Das narrativas literárias de cidades: experiência urbana através do Guia de ruas e mistérios da Bahia de Todos os Santos

Osnildo Adão Wan-Dall Junior

2013

Este trabalho tematiza as narrativas literárias de cidades enquanto transmissão e transformação da experiência urbana e problematiza a “produção subjetiva” da cidade de Salvador pela literatura de Jorge Amado através de Bahia de Todos os Santos. Toma-se como fio condutor da pesquisa o processo narrativo do livro que, desde sua primeira publicação no Brasil, em 1945, narra a experiência da então cidade da Bahia, passando por importantes atualizações realizadas pelo próprio escritor em pelo menos seis revisões textuais ao longo de quatro décadas e de mais de quarenta edições. Para a compreensão dessa sucessão de narrativas de cidade e daquilo que as caracteriza, apontam-se dois enunciados discursivos sobre a coexistência de outras narrativas sobre a própria cidade de Salvador: o primeiro cruza a produção literária de Jorge Amado com narrativas hegemônicas do urbanismo em quatro períodos, contextualizando-as a um panorama urbanístico do que se pensou para a cidade e do que efetivamente foi realizado, enquanto o segundo apresenta Bahia de Todos os Santos como um guia de cidade que, junto a outros “agenciamentos coletivos de enunciação” (Guattari), produz subjetivamente em seus leitores-viajantes-turistas uma “ideia” sobre a (cidade da) Bahia ao convidá-los para uma visita: – Vem, a Bahia te espera.
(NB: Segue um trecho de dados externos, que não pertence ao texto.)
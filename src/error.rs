// File: src/error.rs
use std::path::PathBuf;
use thiserror::Error;

use crate::core::types::CategoryId;

#[derive(Debug, Error)]
pub enum ClassifierError {
    #[error("training set is empty")]
    EmptyTrainingSet,

    /// A declared category has no training documents, so its prior would be log(0).
    #[error("category '{name}' has no training documents")]
    EmptyCategory { name: String },

    #[error("got {documents} documents but {labels} labels")]
    LengthMismatch { documents: usize, labels: usize },

    #[error("label {0} is not a declared category")]
    UnknownCategory(CategoryId),

    #[error("no categories declared")]
    EmptyCategorySet,

    #[error("category '{0}' declared twice")]
    DuplicateCategory(String),

    #[error("invalid configuration: {0}")]
    InvalidConfig(String),

    #[error("model has not been trained")]
    NotTrained,

    #[error("model is already trained; build a new engine to retrain")]
    AlreadyTrained,

    /// A loaded snapshot whose parts disagree with each other.
    #[error("corrupt model snapshot: {0}")]
    CorruptModel(String),

    #[error("corpus error at {}: {reason}", path.display())]
    Corpus { path: PathBuf, reason: String },

    #[error(transparent)]
    Io(#[from] std::io::Error),

    #[error("model snapshot: {0}")]
    Bincode(#[from] bincode::Error),

    #[error(transparent)]
    Csv(#[from] csv::Error),

    #[error(transparent)]
    Json(#[from] serde_json::Error),
}

impl ClassifierError {
    pub fn is_invalid_input(&self) -> bool {
        matches!(
            self,
            Self::EmptyTrainingSet
                | Self::EmptyCategory { .. }
                | Self::LengthMismatch { .. }
                | Self::UnknownCategory(_)
                | Self::EmptyCategorySet
                | Self::DuplicateCategory(_)
                | Self::InvalidConfig(_)
        )
    }

    pub fn is_invalid_state(&self) -> bool {
        matches!(self, Self::NotTrained | Self::AlreadyTrained)
    }
}

pub type Result<T> = std::result::Result<T, ClassifierError>;
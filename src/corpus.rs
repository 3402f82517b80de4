// File: src/corpus.rs
use crate::core::types::{CategoryId, CategorySet};
use crate::error::{ClassifierError, Result};
use std::fs;
use std::path::{Path, PathBuf};
use tracing::{debug, info, warn};

#[derive(Debug, Clone, PartialEq)]
pub struct Document {
    /// File name within its category directory.
    pub id: String,
    pub text: String,
    pub label: CategoryId,
}

/// Training and evaluation partitions read from a labeled directory tree:
/// one sub-directory per category, one file per document.
#[derive(Debug, Clone)]
pub struct Corpus {
    pub categories: CategorySet,
    pub training: Vec<Document>,
    pub evaluation: Vec<Document>,
}

impl Corpus {
    /// Categories are the sorted sub-directory names. Inside each, files are
    /// sorted by name and the first `floor(n * train_fraction)` go to training.
    pub fn load(root: &Path, train_fraction: f64) -> Result<Self> {
        if !(train_fraction > 0.0 && train_fraction < 1.0) {
            return Err(ClassifierError::InvalidConfig(format!(
                "train_fraction must be in (0, 1), got {train_fraction}"
            )));
        }

        let (category_dirs, _) = sorted_entries(root, |p| p.is_dir())?;
        let names = category_dirs
            .iter()
            .map(|p| file_name(p))
            .collect::<Result<Vec<_>>>()?;
        let categories = CategorySet::new(names)?;

        let mut training = Vec::new();
        let mut evaluation = Vec::new();
        for (label, dir) in category_dirs.iter().enumerate() {
            let (files, _) = sorted_entries(dir, |p| p.is_file())?;
            let split = (files.len() as f64 * train_fraction).floor() as usize;
            debug!(
                category = categories.name(label).unwrap_or_default(),
                files = files.len(),
                split,
                "reading category"
            );
            for (i, path) in files.iter().enumerate() {
                let document = Document { id: file_name(path)?, text: read_latin1(path)?, label };
                if i < split {
                    training.push(document);
                } else {
                    evaluation.push(document);
                }
            }
        }

        info!(
            categories = categories.len(),
            training = training.len(),
            evaluation = evaluation.len(),
            "corpus loaded"
        );
        Ok(Self { categories, training, evaluation })
    }

    pub fn training_texts(&self) -> Vec<&str> {
        self.training.iter().map(|d| d.text.as_str()).collect()
    }

    pub fn training_labels(&self) -> Vec<CategoryId> {
        self.training.iter().map(|d| d.label).collect()
    }
}

/// Every byte is one Latin-1 code point, so decoding cannot fail.
pub fn decode_latin1(bytes: &[u8]) -> String {
    bytes.iter().map(|&b| b as char).collect()
}

fn read_latin1(path: &Path) -> Result<String> {
    let bytes = fs::read(path).map_err(|e| corpus_error(path, e.to_string()))?;
    Ok(decode_latin1(&bytes))
}

/// Entries of `dir` that pass `keep`, sorted, plus the ones that were skipped.
fn sorted_entries(
    dir: &Path,
    keep: impl Fn(&Path) -> bool,
) -> Result<(Vec<PathBuf>, Vec<PathBuf>)> {
    let entries = fs::read_dir(dir).map_err(|e| corpus_error(dir, e.to_string()))?;
    let mut paths = Vec::new();
    let mut skipped = Vec::new();
    for entry in entries {
        let path = entry.map_err(|e| corpus_error(dir, e.to_string()))?.path();
        if keep(&path) {
            paths.push(path);
        } else {
            warn!(path = %path.display(), "skipping corpus entry");
            skipped.push(path);
        }
    }
    paths.sort();
    skipped.sort();
    Ok((paths, skipped))
}

fn file_name(path: &Path) -> Result<String> {
    path.file_name()
        .and_then(|n| n.to_str())
        .map(str::to_string)
        .ok_or_else(|| corpus_error(path, "file name is not valid UTF-8".into()))
}

fn corpus_error(path: &Path, reason: String) -> ClassifierError {
    ClassifierError::Corpus { path: path.to_path_buf(), reason }
}
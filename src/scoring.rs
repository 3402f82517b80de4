// File: src/scoring.rs
use crate::core::model::TrainedModel;
use crate::core::tokenizer::term_counts;
use crate::core::types::{CategoryId, TermCounts};
use serde::Serialize;

/// Result of classifying one document.
#[derive(Debug, Clone, PartialEq, Serialize)]
pub struct Prediction {
    /// Highest-scoring category. Ties go to the lowest category id.
    pub category: CategoryId,
    /// Log-posterior per category, indexed by category id. Only comparable
    /// to each other, never normalized back to probabilities.
    pub scores: Vec<f64>,
}

impl Prediction {
    pub fn score(&self, category: CategoryId) -> Option<f64> {
        self.scores.get(category).copied()
    }

    /// Categories by descending score; equal scores keep id order.
    pub fn ranked(&self) -> Vec<(CategoryId, f64)> {
        let mut ranked: Vec<(CategoryId, f64)> = self.scores.iter().copied().enumerate().collect();
        ranked.sort_by(|a, b| b.1.total_cmp(&a.1));
        ranked
    }
}

impl TrainedModel {
    /// Classifies raw text.
    pub fn predict(&self, document: &str) -> Prediction {
        self.predict_counts(&term_counts(document))
    }

    pub fn predict_batch<S: AsRef<str>>(&self, documents: &[S]) -> Vec<Prediction> {
        documents.iter().map(|d| self.predict(d.as_ref())).collect()
    }

    /// Scores already-tokenized term counts.
    ///
    /// Each distinct query term in the vocabulary adds
    /// `ln((count(c, t) + 1) / (total(c) + |V|))` to every category; terms
    /// outside the vocabulary are skipped. Query repeat counts are ignored.
    pub fn predict_counts(&self, query: &TermCounts) -> Prediction {
        let freq = self.frequencies();
        let ids = self.categories().ids();
        let denominators: Vec<f64> = ids.clone().map(|c| freq.denominator(c)).collect();

        let mut scores = self.priors().to_vec();
        for term in query.keys().filter(|t| freq.in_vocabulary(t)) {
            for c in ids.clone() {
                let numerator = freq.count(c, term) + 1.0;
                scores[c] += (numerator / denominators[c]).ln();
            }
        }

        Prediction { category: arg_max(&scores), scores }
    }
}

/// First index holding the maximum.
fn arg_max(scores: &[f64]) -> CategoryId {
    let mut best = 0;
    for (id, &score) in scores.iter().enumerate().skip(1) {
        if score > scores[best] {
            best = id;
        }
    }
    best
}

#[cfg(test)]
mod tests {
    use super::*;
    use crate::core::types::CategorySet;
    use crate::learning::LearningEngine;

    fn sport_weather() -> TrainedModel {
        let cats = CategorySet::new(["sport", "weather"]).unwrap();
        let docs = ["the game was great", "great game tonight", "rain today", "great rain expected"];
        LearningEngine::new().train(&cats, &docs, &[0, 0, 1, 1]).unwrap()
    }

    #[test]
    fn overlapping_words_pick_sport() {
        let model = sport_weather();
        let prediction = model.predict("great game");
        assert_eq!(prediction.category, 0);
        assert!(prediction.scores[0] > prediction.scores[1]);
    }

    #[test]
    fn scores_follow_smoothed_formula() {
        let model = sport_weather();
        // |V| = 6, sport total = 5, weather total = 5.
        let prediction = model.predict("great game");
        let sport = 0.5f64.ln() + (3.0f64 / 11.0).ln() + (3.0f64 / 11.0).ln();
        let weather = 0.5f64.ln() + (2.0f64 / 11.0).ln() + (1.0f64 / 11.0).ln();
        assert!((prediction.scores[0] - sport).abs() < 1e-12);
        assert!((prediction.scores[1] - weather).abs() < 1e-12);
    }

    #[test]
    fn vocabulary_term_missing_from_category_is_smoothed() {
        let model = sport_weather();
        let prediction = model.predict("tonight");
        let expected = 0.5f64.ln() + (1.0f64 / 11.0).ln();
        assert!(prediction.scores[1].is_finite());
        assert!((prediction.scores[1] - expected).abs() < 1e-12);
    }

    #[test]
    fn unseen_words_do_not_move_scores() {
        let model = sport_weather();
        let plain = model.predict("great rain");
        let noisy = model.predict("great rain zeppelin quasar");
        assert_eq!(plain, noisy);
    }

    #[test]
    fn empty_query_scores_priors() {
        let model = sport_weather();
        let prediction = model.predict("the and of");
        assert_eq!(prediction.scores, model.priors().to_vec());
        // Equal priors: first declared category wins.
        assert_eq!(prediction.category, 0);
    }

    #[test]
    fn ties_break_to_lowest_id() {
        assert_eq!(arg_max(&[-2.0, -1.0, -1.0]), 1);
        assert_eq!(arg_max(&[-3.0, -3.0]), 0);
    }

    #[test]
    fn prediction_is_repeatable() {
        let model = sport_weather();
        let text = "great rain tonight, expected game";
        assert_eq!(model.predict(text), model.predict(text));
    }

    #[test]
    fn ranked_orders_by_descending_score() {
        let prediction = Prediction { category: 2, scores: vec![-5.0, -7.0, -1.0] };
        assert_eq!(prediction.ranked(), vec![(2, -1.0), (0, -5.0), (1, -7.0)]);
        assert_eq!(prediction.score(1), Some(-7.0));
    }

    #[test]
    fn shared_model_predicts_concurrently() {
        let model = sport_weather();
        let expected = model.predict("rain expected");
        std::thread::scope(|scope| {
            let handles: Vec<_> = (0..4)
                .map(|_| scope.spawn(|| model.predict("rain expected")))
                .collect();
            for handle in handles {
                assert_eq!(handle.join().unwrap(), expected);
            }
        });
    }
}
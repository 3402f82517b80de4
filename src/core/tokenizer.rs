// File: src/core/tokenizer.rs
use regex::Regex;
use std::sync::LazyLock;

use crate::core::types::TermCounts;

/// Tokens are any run between non-word characters.
static NON_WORD: LazyLock<Regex> = LazyLock::new(|| Regex::new(r"\W+").unwrap());
static DIGIT: LazyLock<Regex> = LazyLock::new(|| Regex::new(r"\d").unwrap());

/// Tokens this long (in characters) or longer are dropped.
pub const MAX_TERM_CHARS: usize = 50;

/// NLTK English stop words.
pub const STOP_WORDS: &[&str] = &[
    "ourselves", "hers", "between", "yourself", "but", "again", "there", "about", "once",
    "during", "out", "very", "having", "with", "they", "own", "an", "be", "some", "for", "do",
    "its", "yours", "such", "into", "of", "most", "itself", "other", "off", "is", "s", "am",
    "or", "who", "as", "from", "him", "each", "the", "themselves", "until", "below", "are",
    "we", "these", "your", "his", "through", "don", "nor", "me", "were", "her", "more",
    "himself", "this", "down", "should", "our", "their", "while", "above", "both", "up", "to",
    "ours", "had", "she", "all", "no", "when", "at", "any", "before", "them", "same", "and",
    "been", "have", "in", "will", "on", "does", "yourselves", "then", "that", "because",
    "what", "over", "why", "so", "can", "did", "not", "now", "under", "he", "you", "herself",
    "has", "just", "where", "too", "only", "myself", "which", "those", "i", "after", "few",
    "whom", "t", "being", "if", "theirs", "my", "against", "a", "by", "doing", "it", "how",
    "further", "was", "here", "than",
];

pub fn is_stop_word(token: &str) -> bool {
    STOP_WORDS.contains(&token)
}

/// Deletes ASCII punctuation (it is not a separator, so "don't" becomes "dont")
/// and lower-cases what remains.
pub fn normalize(text: &str) -> String {
    text.chars()
        .filter(|c| !c.is_ascii_punctuation())
        .collect::<String>()
        .to_lowercase()
}

/// Normalized tokens before filtering. May contain empty strings from
/// leading or trailing separators.
pub fn split_tokens(normalized: &str) -> impl Iterator<Item = &str> {
    NON_WORD.split(normalized)
}

/// Whether a raw token survives into the term counts.
pub fn keep_token(token: &str) -> bool {
    !token.is_empty()
        && !is_stop_word(token)
        && !DIGIT.is_match(token)
        && token.chars().count() < MAX_TERM_CHARS
}

/// Turns raw document text into per-term occurrence counts.
/// Pure; both training and scoring go through here.
pub fn term_counts(text: &str) -> TermCounts {
    let normalized = normalize(text);
    let mut counts = TermCounts::new();
    for token in split_tokens(&normalized).filter(|t| keep_token(t)) {
        *counts.entry(token.to_string()).or_insert(0) += 1;
    }
    counts
}
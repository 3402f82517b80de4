// File: src/learning.rs
use crate::core::frequency::FrequencyBuilder;
use crate::core::model::TrainedModel;
use crate::core::tokenizer::term_counts;
use crate::core::types::{CategoryId, CategorySet};
use crate::error::{ClassifierError, Result};
use std::thread;
use tracing::{debug, info};

/// Builds a `TrainedModel` from labeled documents in a single pass.
pub struct LearningEngine {
    workers: usize,
}

impl Default for LearningEngine {
    fn default() -> Self {
        Self::new()
    }
}

impl LearningEngine {
    pub fn new() -> Self {
        Self { workers: 1 }
    }

    /// With more than one worker, documents are split into contiguous chunks,
    /// each accumulated privately and merged afterwards.
    pub fn with_workers(mut self, workers: usize) -> Self {
        self.workers = workers.max(1);
        self
    }

    /// Trains on parallel `documents` / `labels` slices.
    ///
    /// Fails with an invalid-input error when the slices differ in length,
    /// the set is empty, a label is undeclared, or a declared category has no
    /// documents (its prior would be `ln(0)`).
    pub fn train<S: AsRef<str> + Sync>(
        &self,
        categories: &CategorySet,
        documents: &[S],
        labels: &[CategoryId],
    ) -> Result<TrainedModel> {
        if documents.len() != labels.len() {
            return Err(ClassifierError::LengthMismatch {
                documents: documents.len(),
                labels: labels.len(),
            });
        }
        let total = documents.len();
        if total == 0 {
            return Err(ClassifierError::EmptyTrainingSet);
        }

        let mut document_counts = vec![0u64; categories.len()];
        for &label in labels {
            if !categories.contains(label) {
                return Err(ClassifierError::UnknownCategory(label));
            }
            document_counts[label] += 1;
        }
        if let Some(empty) = document_counts.iter().position(|&n| n == 0) {
            return Err(ClassifierError::EmptyCategory {
                name: categories.name(empty).unwrap_or_default().to_string(),
            });
        }

        let priors: Vec<f64> = document_counts
            .iter()
            .map(|&n| (n as f64 / total as f64).ln())
            .collect();

        let builder = if self.workers > 1 && total > 1 {
            self.accumulate_partitioned(categories.len(), documents, labels)
        } else {
            accumulate(categories.len(), documents, labels)
        };
        let (frequencies, counted) = builder.freeze();
        debug_assert_eq!(counted, document_counts);

        info!(
            documents = total,
            categories = categories.len(),
            vocabulary = frequencies.vocabulary_len(),
            "training complete"
        );
        Ok(TrainedModel::new(categories.clone(), priors, document_counts, frequencies))
    }

    fn accumulate_partitioned<S: AsRef<str> + Sync>(
        &self,
        category_count: usize,
        documents: &[S],
        labels: &[CategoryId],
    ) -> FrequencyBuilder {
        let chunk = documents.len().div_ceil(self.workers);
        debug!(workers = self.workers, chunk, "partitioned training");

        thread::scope(|scope| {
            let handles: Vec<_> = documents
                .chunks(chunk)
                .zip(labels.chunks(chunk))
                .map(|(docs, labs)| scope.spawn(move || accumulate(category_count, docs, labs)))
                .collect();

            let mut merged = FrequencyBuilder::new(category_count);
            for handle in handles {
                let part = handle
                    .join()
                    .unwrap_or_else(|panic| std::panic::resume_unwind(panic));
                merged.merge(part);
            }
            merged
        })
    }
}

fn accumulate<S: AsRef<str>>(
    category_count: usize,
    documents: &[S],
    labels: &[CategoryId],
) -> FrequencyBuilder {
    let mut builder = FrequencyBuilder::new(category_count);
    for (document, &label) in documents.iter().zip(labels) {
        builder.add_document(label, &term_counts(document.as_ref()));
    }
    builder
}

#[cfg(test)]
mod tests {
    use super::*;

    fn sport_weather() -> (CategorySet, Vec<&'static str>, Vec<CategoryId>) {
        let cats = CategorySet::new(["sport", "weather"]).unwrap();
        let docs = vec![
            "the game was great",
            "great game tonight",
            "rain today",
            "great rain expected",
        ];
        (cats, docs, vec![0, 0, 1, 1])
    }

    #[test]
    fn builds_per_category_tables() {
        let (cats, docs, labels) = sport_weather();
        let model = LearningEngine::new().train(&cats, &docs, &labels).unwrap();
        let freq = model.frequencies();

        assert_eq!(freq.count(0, "game"), 2.0);
        assert_eq!(freq.count(0, "great"), 2.0);
        assert_eq!(freq.count(0, "tonight"), 1.0);
        assert_eq!(freq.count(1, "rain"), 2.0);
        assert_eq!(freq.count(1, "great"), 1.0);
        assert_eq!(freq.count(1, "today"), 1.0);
        assert_eq!(freq.count(1, "expected"), 1.0);
        assert_eq!(freq.count(1, "game"), 0.0);

        let vocab: Vec<&str> = freq.vocabulary().iter().map(String::as_str).collect();
        assert_eq!(vocab, vec!["expected", "game", "great", "rain", "today", "tonight"]);
        assert_eq!(model.document_counts(), &[2, 2]);
    }

    #[test]
    fn priors_are_log_document_shares() {
        let cats = CategorySet::new(["A", "B"]).unwrap();
        let mut docs = Vec::new();
        let mut labels = Vec::new();
        for i in 0..100 {
            docs.push(format!("word{i} filler"));
            labels.push(if i < 30 { 0 } else { 1 });
        }
        let model = LearningEngine::new().train(&cats, &docs, &labels).unwrap();
        assert_eq!(model.prior(0), Some(0.3f64.ln()));
        assert_eq!(model.prior(1), Some(0.7f64.ln()));

        let mass: f64 = model.priors().iter().map(|p| p.exp()).sum();
        assert!((mass - 1.0).abs() < 1e-12);
    }

    #[test]
    fn empty_category_is_rejected() {
        let cats = CategorySet::new(["sport", "weather", "politics"]).unwrap();
        let err = LearningEngine::new()
            .train(&cats, &["great game", "rain"], &[0, 1])
            .unwrap_err();
        assert!(matches!(err, ClassifierError::EmptyCategory { ref name } if name == "politics"));
        assert!(err.is_invalid_input());
    }

    #[test]
    fn empty_and_mismatched_inputs_are_rejected() {
        let cats = CategorySet::new(["sport"]).unwrap();
        let none: [&str; 0] = [];
        assert!(matches!(
            LearningEngine::new().train(&cats, &none, &[]),
            Err(ClassifierError::EmptyTrainingSet)
        ));
        assert!(matches!(
            LearningEngine::new().train(&cats, &["a", "b"], &[0]),
            Err(ClassifierError::LengthMismatch { documents: 2, labels: 1 })
        ));
        assert!(matches!(
            LearningEngine::new().train(&cats, &["a"], &[4]),
            Err(ClassifierError::UnknownCategory(4))
        ));
    }

    #[test]
    fn training_is_deterministic() {
        let (cats, docs, labels) = sport_weather();
        let first = LearningEngine::new().train(&cats, &docs, &labels).unwrap();
        let second = LearningEngine::new().train(&cats, &docs, &labels).unwrap();
        assert_eq!(first, second);
    }

    #[test]
    fn partitioned_training_matches_sequential() {
        let (cats, docs, labels) = sport_weather();
        let sequential = LearningEngine::new().train(&cats, &docs, &labels).unwrap();
        for workers in [2, 3, 8] {
            let parallel = LearningEngine::new()
                .with_workers(workers)
                .train(&cats, &docs, &labels)
                .unwrap();
            assert_eq!(sequential, parallel);
        }
    }
}
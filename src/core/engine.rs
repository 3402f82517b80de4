use crate::core::model::TrainedModel;
use crate::core::types::{CategoryId, CategorySet};
use crate::error::{ClassifierError, Result};
use crate::learning::LearningEngine;
use crate::persistence::{load_model, save_model};
use crate::scoring::Prediction;
use std::io::ErrorKind;
use std::path::{Path, PathBuf};
use tracing::{info, warn};

enum ModelState {
    Untrained,
    Trained(TrainedModel),
}

/// Owns one model through its lifecycle: `Untrained` until a successful
/// `train`, then `Trained` for good. Retraining means a new engine.
pub struct ClassifierEngine {
    state: ModelState,
    learning_engine: LearningEngine,
    model_path: Option<PathBuf>,
}

impl Default for ClassifierEngine {
    fn default() -> Self {
        Self::new()
    }
}

impl ClassifierEngine {
    pub fn new() -> Self {
        Self {
            state: ModelState::Untrained,
            learning_engine: LearningEngine::new(),
            model_path: None,
        }
    }

    pub fn with_workers(mut self, workers: usize) -> Self {
        self.learning_engine = LearningEngine::new().with_workers(workers);
        self
    }

    /// Where `save_model` writes.
    pub fn with_model_path(mut self, path: impl Into<PathBuf>) -> Self {
        self.model_path = Some(path.into());
        self
    }

    /// Wraps an already trained model.
    pub fn from_model(model: TrainedModel) -> Self {
        Self { state: ModelState::Trained(model), ..Self::new() }
    }

    /// Loads the snapshot at `path`. Missing, undecodable and inconsistent
    /// snapshots are errors; `save_model` later writes back to `path`.
    pub fn from_file(path: impl AsRef<Path>) -> Result<Self> {
        let path = path.as_ref();
        let mut engine = Self::from_model(load_model(path)?);
        engine.model_path = Some(path.to_path_buf());
        Ok(engine)
    }

    /// Loads a snapshot if one is readable at `path`, otherwise starts
    /// untrained. Either way `save_model` later writes back to `path`.
    pub fn from_file_or_new(path: impl AsRef<Path>) -> Self {
        let path = path.as_ref();
        let mut engine = match load_model(path) {
            Ok(model) => Self::from_model(model),
            Err(ClassifierError::Io(e)) if e.kind() == ErrorKind::NotFound => {
                info!(path = %path.display(), "no model snapshot yet, starting untrained");
                Self::new()
            }
            Err(e) => {
                warn!(path = %path.display(), error = %e, "ignoring unreadable model snapshot");
                Self::new()
            }
        };
        engine.model_path = Some(path.to_path_buf());
        engine
    }

    pub fn is_trained(&self) -> bool {
        matches!(self.state, ModelState::Trained(_))
    }

    pub fn train<S: AsRef<str> + Sync>(
        &mut self,
        categories: &CategorySet,
        documents: &[S],
        labels: &[CategoryId],
    ) -> Result<&TrainedModel> {
        if self.is_trained() {
            return Err(ClassifierError::AlreadyTrained);
        }
        let model = self.learning_engine.train(categories, documents, labels)?;
        self.state = ModelState::Trained(model);
        self.model()
    }

    pub fn model(&self) -> Result<&TrainedModel> {
        match &self.state {
            ModelState::Trained(model) => Ok(model),
            ModelState::Untrained => Err(ClassifierError::NotTrained),
        }
    }

    pub fn predict(&self, document: &str) -> Result<Prediction> {
        Ok(self.model()?.predict(document))
    }

    /// Writes the trained model to the configured path. No-op without a path.
    pub fn save_model(&self) -> Result<()> {
        let Some(path) = &self.model_path else {
            return Ok(());
        };
        save_model(self.model()?, path)?;
        info!(path = %path.display(), "model saved");
        Ok(())
    }
}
Assim, a década de 1970 seria um período de importante “reorganização” da narrativa que a faz dividir-se, implicitamente, na narração de (pelo menos) duas “cidades da Bahia” ou de duas “Bahias de Todos os Santos”, tendo o ano de 1977 como ponto de inflexão. A temática do trabalho é complexificada, ainda, pela identificação do Centro da cidade como o lugar mesmo das “ruas” e dos “mistérios” evocados pelo subtítulo da narrativa, onde coabitariam tanto o “povo” quanto a “cultura popular baiana”. É partindo dessa leitura que se apreende um permanente “estado de ruína” nessa cidade que se modernizou através de grande parte do século XX, indissociado, por sua vez, das “ruínas” daquilo que foi sendo substituído pela narrativa em sua própria sobrevivência.


Palavras-chave: Experiência urbana. Narrativas urbanas literárias. Produção de subjetividade. Salvador. Jorge Amado.